*PROBLEM*
Each line below with the string "jthread" should be copied.

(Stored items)
##########
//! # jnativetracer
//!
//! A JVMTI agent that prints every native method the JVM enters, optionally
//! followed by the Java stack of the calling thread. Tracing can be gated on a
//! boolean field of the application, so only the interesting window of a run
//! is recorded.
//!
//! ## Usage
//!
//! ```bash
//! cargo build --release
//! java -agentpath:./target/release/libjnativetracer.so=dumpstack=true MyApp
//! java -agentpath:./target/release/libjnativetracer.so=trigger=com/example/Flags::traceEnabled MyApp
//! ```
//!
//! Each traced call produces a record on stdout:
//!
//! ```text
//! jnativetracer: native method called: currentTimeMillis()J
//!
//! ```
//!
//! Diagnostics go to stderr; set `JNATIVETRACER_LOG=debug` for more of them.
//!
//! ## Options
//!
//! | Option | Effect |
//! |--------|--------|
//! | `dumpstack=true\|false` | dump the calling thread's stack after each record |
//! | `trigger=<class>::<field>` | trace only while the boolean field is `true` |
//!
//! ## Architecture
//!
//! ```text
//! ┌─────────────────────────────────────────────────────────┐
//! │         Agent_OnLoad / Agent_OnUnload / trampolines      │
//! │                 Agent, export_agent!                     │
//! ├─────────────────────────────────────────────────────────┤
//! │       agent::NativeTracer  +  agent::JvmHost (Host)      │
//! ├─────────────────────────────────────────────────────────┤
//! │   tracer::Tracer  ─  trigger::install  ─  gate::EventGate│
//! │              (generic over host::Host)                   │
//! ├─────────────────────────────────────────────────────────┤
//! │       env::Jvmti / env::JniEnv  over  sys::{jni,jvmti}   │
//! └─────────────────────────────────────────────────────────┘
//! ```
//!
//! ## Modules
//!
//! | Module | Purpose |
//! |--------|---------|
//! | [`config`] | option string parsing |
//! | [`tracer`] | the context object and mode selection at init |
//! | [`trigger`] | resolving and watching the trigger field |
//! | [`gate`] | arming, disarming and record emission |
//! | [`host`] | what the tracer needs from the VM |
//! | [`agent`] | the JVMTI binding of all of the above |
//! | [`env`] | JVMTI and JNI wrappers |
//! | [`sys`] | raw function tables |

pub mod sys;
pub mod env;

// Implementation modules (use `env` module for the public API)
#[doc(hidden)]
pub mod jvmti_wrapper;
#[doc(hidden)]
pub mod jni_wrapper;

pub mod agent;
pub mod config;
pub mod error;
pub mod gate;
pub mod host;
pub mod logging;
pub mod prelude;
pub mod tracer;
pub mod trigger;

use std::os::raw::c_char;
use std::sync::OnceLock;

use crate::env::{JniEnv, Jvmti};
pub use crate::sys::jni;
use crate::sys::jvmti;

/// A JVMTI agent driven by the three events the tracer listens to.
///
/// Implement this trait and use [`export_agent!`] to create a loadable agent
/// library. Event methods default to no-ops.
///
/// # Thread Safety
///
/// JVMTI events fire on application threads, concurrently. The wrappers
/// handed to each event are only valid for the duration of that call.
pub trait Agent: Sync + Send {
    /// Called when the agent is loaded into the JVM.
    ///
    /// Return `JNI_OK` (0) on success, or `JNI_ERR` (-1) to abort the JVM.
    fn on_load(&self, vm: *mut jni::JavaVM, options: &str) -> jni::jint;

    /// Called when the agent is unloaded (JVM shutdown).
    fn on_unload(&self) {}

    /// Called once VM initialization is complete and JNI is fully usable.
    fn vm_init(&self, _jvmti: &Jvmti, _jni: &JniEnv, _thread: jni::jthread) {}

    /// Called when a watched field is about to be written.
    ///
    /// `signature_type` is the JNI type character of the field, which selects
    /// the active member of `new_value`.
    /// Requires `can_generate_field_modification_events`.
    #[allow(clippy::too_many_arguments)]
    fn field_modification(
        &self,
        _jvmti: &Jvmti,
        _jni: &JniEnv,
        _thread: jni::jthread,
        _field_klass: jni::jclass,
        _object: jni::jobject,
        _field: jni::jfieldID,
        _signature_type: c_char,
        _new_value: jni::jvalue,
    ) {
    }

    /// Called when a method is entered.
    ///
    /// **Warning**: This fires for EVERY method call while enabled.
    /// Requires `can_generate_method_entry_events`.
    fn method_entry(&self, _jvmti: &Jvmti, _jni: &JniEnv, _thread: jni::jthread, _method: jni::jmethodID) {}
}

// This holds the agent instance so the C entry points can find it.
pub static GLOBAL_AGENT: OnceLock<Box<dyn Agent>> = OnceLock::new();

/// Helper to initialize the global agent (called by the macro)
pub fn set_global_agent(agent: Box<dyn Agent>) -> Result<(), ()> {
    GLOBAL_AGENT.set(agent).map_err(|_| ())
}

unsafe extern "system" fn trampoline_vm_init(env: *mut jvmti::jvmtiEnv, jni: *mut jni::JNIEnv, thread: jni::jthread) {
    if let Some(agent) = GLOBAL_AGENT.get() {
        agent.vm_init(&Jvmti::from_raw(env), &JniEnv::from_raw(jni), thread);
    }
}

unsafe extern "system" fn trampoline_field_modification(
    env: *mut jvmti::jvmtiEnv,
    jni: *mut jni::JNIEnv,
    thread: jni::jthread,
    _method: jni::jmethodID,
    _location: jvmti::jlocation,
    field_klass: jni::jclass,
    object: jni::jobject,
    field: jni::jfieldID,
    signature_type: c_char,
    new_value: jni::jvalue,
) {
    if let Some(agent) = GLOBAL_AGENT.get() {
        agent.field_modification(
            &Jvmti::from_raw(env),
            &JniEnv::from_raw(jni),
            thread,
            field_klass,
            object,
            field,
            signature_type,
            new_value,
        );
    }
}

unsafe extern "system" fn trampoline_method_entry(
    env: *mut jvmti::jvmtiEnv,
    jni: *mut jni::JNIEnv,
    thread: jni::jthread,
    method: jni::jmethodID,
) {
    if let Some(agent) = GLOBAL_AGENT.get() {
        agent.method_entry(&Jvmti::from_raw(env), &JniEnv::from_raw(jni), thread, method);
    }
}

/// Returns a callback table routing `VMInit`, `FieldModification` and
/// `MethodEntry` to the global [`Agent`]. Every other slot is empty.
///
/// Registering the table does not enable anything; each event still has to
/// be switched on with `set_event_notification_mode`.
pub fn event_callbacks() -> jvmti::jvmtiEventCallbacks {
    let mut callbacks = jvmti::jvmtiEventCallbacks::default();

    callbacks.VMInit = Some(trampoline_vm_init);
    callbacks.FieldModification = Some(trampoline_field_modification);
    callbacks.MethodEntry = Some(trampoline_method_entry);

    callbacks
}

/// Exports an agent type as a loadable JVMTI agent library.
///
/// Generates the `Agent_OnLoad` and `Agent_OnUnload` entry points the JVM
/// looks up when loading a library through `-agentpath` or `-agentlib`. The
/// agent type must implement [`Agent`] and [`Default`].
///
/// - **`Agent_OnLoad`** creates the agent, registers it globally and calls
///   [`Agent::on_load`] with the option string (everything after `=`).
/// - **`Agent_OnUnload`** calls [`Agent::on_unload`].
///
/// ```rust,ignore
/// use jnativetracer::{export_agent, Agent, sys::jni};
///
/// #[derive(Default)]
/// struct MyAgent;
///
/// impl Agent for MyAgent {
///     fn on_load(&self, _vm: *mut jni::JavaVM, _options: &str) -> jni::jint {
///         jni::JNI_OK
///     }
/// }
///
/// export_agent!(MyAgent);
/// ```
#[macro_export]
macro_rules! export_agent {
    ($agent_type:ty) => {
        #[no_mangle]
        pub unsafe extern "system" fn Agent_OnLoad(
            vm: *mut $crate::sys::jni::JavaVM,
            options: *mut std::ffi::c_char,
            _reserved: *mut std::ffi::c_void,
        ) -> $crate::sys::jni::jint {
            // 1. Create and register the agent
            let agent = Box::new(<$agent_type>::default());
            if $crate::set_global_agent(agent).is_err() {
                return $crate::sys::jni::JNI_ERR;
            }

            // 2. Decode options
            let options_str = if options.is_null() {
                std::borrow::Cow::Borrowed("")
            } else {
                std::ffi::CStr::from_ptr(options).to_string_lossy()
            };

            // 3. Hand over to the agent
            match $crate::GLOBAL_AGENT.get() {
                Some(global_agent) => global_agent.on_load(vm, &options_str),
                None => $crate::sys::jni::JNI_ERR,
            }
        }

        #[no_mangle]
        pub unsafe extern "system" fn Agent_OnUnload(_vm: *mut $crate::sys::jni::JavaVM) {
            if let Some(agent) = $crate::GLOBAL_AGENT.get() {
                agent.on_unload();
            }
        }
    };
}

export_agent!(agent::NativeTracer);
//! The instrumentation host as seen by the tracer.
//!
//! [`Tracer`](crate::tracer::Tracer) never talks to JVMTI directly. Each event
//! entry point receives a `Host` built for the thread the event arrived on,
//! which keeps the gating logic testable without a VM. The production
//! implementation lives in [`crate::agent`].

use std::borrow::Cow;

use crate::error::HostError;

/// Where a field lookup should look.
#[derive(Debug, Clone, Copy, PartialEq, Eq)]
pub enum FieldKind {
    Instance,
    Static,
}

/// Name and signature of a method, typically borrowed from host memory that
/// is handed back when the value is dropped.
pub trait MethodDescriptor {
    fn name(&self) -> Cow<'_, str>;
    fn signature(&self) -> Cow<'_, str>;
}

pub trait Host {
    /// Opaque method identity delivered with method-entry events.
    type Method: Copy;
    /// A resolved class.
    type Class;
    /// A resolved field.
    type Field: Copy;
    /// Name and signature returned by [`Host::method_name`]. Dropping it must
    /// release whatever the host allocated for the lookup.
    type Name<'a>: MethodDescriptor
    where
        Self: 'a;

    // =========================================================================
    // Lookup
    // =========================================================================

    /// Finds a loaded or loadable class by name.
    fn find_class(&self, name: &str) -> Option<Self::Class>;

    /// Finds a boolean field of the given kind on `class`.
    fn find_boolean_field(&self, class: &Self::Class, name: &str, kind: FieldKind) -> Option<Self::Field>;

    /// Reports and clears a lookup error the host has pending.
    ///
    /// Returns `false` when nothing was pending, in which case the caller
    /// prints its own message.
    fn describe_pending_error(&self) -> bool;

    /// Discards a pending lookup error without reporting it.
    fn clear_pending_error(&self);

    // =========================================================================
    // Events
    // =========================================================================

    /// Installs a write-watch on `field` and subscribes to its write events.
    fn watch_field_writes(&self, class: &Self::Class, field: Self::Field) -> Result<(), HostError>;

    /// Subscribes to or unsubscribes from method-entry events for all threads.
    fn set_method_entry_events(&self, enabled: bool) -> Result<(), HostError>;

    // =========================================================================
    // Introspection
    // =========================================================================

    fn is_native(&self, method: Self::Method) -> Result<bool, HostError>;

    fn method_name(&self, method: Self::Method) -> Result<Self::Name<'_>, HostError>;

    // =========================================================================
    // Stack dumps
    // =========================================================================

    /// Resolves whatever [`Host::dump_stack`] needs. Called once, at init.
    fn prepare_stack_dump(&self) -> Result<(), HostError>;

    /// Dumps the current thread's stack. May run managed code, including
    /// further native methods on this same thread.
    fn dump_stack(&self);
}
##########
*REPLY TO THE TASK*
    fn vm_init(&self, _jvmti: &Jvmti, _jni: &JniEnv, _thread: jni::jthread) {}
        _thread: jni::jthread,
    fn method_entry(&self, _jvmti: &Jvmti, _jni: &JniEnv, _thread: jni::jthread, _method: jni::jmethodID) {}
unsafe extern "system" fn trampoline_vm_init(env: *mut jvmti::jvmtiEnv, jni: *mut jni::JNIEnv, thread: jni::jthread) {
    thread: jni::jthread,
    thread: jni::jthread,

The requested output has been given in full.